(REQUIREMENT)
Reproduce the listing below exactly, from its first line down to and including the line with "sizes into a".

# # #

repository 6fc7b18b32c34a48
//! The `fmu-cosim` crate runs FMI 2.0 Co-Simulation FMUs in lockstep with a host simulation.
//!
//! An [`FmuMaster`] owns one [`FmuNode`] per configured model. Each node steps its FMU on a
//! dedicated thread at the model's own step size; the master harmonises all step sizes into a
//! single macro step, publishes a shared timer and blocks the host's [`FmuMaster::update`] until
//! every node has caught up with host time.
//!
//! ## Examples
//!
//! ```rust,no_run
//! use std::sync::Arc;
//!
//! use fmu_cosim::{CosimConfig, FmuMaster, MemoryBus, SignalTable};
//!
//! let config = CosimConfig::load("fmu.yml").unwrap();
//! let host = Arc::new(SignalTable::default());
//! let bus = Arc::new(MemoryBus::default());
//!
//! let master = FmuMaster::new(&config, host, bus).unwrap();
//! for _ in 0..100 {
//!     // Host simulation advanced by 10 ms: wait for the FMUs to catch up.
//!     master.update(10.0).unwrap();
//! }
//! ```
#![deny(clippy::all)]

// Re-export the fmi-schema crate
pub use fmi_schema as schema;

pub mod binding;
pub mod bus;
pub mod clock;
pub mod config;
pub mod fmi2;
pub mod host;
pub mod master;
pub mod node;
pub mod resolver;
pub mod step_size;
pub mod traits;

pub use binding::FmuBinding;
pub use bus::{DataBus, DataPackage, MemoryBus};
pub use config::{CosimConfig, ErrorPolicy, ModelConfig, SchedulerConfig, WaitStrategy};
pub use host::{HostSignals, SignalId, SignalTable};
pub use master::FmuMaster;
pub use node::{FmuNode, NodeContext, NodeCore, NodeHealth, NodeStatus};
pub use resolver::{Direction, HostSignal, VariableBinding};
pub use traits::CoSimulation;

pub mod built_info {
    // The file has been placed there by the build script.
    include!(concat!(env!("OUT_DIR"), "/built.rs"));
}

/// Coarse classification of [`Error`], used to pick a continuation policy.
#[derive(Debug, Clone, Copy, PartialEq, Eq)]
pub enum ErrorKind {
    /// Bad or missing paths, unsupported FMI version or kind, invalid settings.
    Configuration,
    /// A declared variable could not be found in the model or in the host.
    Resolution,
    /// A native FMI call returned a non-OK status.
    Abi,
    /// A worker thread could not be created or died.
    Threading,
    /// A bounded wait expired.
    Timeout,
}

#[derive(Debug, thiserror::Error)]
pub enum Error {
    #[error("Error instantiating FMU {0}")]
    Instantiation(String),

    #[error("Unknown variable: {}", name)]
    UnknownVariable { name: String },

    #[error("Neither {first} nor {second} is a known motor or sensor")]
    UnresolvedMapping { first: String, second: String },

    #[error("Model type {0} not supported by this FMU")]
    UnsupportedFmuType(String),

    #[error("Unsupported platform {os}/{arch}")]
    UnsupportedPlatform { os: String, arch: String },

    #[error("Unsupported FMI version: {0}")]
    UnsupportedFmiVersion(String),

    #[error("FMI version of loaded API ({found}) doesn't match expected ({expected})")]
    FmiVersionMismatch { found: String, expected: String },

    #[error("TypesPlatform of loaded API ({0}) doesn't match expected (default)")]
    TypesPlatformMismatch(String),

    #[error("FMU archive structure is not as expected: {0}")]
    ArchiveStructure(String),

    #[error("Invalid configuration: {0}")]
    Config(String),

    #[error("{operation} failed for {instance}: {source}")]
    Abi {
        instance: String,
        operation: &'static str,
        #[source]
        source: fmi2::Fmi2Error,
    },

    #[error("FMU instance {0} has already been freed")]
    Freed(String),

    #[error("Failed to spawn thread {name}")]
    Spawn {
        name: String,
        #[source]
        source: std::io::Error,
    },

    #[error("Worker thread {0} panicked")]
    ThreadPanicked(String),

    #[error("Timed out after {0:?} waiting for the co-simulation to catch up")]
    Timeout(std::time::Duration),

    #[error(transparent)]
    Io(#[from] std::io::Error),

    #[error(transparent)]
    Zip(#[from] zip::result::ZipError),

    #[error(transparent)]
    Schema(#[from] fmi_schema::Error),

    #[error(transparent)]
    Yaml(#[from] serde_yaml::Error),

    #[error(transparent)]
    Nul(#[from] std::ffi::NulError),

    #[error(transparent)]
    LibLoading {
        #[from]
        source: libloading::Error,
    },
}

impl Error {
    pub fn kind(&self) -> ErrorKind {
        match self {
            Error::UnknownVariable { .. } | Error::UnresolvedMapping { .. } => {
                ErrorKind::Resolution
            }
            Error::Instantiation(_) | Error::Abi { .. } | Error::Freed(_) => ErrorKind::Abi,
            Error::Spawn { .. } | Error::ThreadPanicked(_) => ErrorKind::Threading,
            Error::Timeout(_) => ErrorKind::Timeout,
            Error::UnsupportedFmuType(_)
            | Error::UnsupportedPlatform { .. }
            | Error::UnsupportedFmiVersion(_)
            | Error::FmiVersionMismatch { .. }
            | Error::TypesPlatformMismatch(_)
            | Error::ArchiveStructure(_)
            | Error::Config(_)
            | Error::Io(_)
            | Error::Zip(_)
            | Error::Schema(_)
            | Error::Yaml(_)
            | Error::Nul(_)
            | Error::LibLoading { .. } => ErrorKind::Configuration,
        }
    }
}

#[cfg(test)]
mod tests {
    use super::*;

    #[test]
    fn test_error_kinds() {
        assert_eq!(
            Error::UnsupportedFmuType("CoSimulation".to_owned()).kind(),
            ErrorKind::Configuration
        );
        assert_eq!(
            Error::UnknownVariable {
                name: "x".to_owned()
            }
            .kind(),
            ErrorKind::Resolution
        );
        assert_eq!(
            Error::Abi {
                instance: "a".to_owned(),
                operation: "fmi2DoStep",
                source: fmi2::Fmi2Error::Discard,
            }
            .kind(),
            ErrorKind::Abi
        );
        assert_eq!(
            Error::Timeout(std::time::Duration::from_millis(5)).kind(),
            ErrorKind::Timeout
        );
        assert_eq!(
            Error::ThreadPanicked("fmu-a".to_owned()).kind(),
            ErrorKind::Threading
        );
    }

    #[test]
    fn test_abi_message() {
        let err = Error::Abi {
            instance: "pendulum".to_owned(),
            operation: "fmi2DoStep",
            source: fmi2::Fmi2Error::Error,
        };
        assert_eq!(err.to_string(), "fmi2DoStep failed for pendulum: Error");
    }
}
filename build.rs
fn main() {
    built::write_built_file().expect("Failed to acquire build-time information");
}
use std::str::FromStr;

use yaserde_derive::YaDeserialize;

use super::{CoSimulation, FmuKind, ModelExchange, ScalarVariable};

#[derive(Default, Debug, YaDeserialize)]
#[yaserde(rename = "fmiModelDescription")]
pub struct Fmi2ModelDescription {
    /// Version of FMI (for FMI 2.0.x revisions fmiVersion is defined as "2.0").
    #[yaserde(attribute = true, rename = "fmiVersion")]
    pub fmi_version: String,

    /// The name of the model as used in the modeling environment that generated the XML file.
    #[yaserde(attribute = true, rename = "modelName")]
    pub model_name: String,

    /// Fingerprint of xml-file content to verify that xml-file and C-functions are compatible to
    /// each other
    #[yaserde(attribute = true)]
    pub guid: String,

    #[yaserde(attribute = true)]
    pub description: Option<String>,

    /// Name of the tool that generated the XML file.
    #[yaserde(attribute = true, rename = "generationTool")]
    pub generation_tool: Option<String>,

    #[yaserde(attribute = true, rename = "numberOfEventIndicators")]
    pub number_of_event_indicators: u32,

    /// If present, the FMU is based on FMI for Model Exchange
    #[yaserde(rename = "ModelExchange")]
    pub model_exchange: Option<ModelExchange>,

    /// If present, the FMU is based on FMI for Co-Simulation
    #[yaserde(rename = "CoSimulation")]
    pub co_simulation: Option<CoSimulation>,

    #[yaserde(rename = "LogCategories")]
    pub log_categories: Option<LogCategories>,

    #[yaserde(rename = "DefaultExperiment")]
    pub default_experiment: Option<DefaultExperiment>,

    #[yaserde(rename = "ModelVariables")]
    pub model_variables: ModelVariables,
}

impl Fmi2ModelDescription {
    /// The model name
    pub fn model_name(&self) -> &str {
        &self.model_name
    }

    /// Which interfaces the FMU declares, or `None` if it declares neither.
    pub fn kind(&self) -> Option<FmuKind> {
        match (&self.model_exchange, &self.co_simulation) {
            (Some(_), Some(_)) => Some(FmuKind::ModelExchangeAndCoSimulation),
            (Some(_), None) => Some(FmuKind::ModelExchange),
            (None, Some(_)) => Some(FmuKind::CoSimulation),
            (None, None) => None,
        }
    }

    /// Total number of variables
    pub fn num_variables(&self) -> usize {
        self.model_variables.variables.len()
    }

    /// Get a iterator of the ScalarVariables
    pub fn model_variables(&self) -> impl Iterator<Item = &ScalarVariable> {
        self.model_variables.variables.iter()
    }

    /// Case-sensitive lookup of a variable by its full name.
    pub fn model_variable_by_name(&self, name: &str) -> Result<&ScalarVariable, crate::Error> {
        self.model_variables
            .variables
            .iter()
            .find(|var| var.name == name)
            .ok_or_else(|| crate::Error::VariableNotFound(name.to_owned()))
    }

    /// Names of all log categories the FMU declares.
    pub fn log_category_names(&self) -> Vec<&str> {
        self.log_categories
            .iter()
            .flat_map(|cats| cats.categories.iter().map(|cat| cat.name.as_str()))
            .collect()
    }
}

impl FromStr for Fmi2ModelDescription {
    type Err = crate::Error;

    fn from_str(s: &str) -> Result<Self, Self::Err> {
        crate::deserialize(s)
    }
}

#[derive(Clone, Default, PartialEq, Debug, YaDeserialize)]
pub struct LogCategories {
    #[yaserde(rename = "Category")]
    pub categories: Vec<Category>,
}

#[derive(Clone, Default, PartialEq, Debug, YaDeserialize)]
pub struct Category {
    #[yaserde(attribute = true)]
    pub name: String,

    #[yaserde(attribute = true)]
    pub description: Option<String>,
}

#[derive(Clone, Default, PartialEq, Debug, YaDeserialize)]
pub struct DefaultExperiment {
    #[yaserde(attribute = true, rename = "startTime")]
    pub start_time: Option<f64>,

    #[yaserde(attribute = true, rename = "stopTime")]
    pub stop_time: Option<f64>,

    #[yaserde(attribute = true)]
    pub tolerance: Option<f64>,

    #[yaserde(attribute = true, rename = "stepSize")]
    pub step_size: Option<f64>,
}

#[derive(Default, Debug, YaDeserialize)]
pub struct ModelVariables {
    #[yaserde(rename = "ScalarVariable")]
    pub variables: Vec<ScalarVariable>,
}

# # #

(EXERCISE RESPONSE)
repository 6fc7b18b32c34a48
//! The `fmu-cosim` crate runs FMI 2.0 Co-Simulation FMUs in lockstep with a host simulation.
//!
//! An [`FmuMaster`] owns one [`FmuNode`] per configured model. Each node steps its FMU on a
//! dedicated thread at the model's own step size; the master harmonises all step sizes into a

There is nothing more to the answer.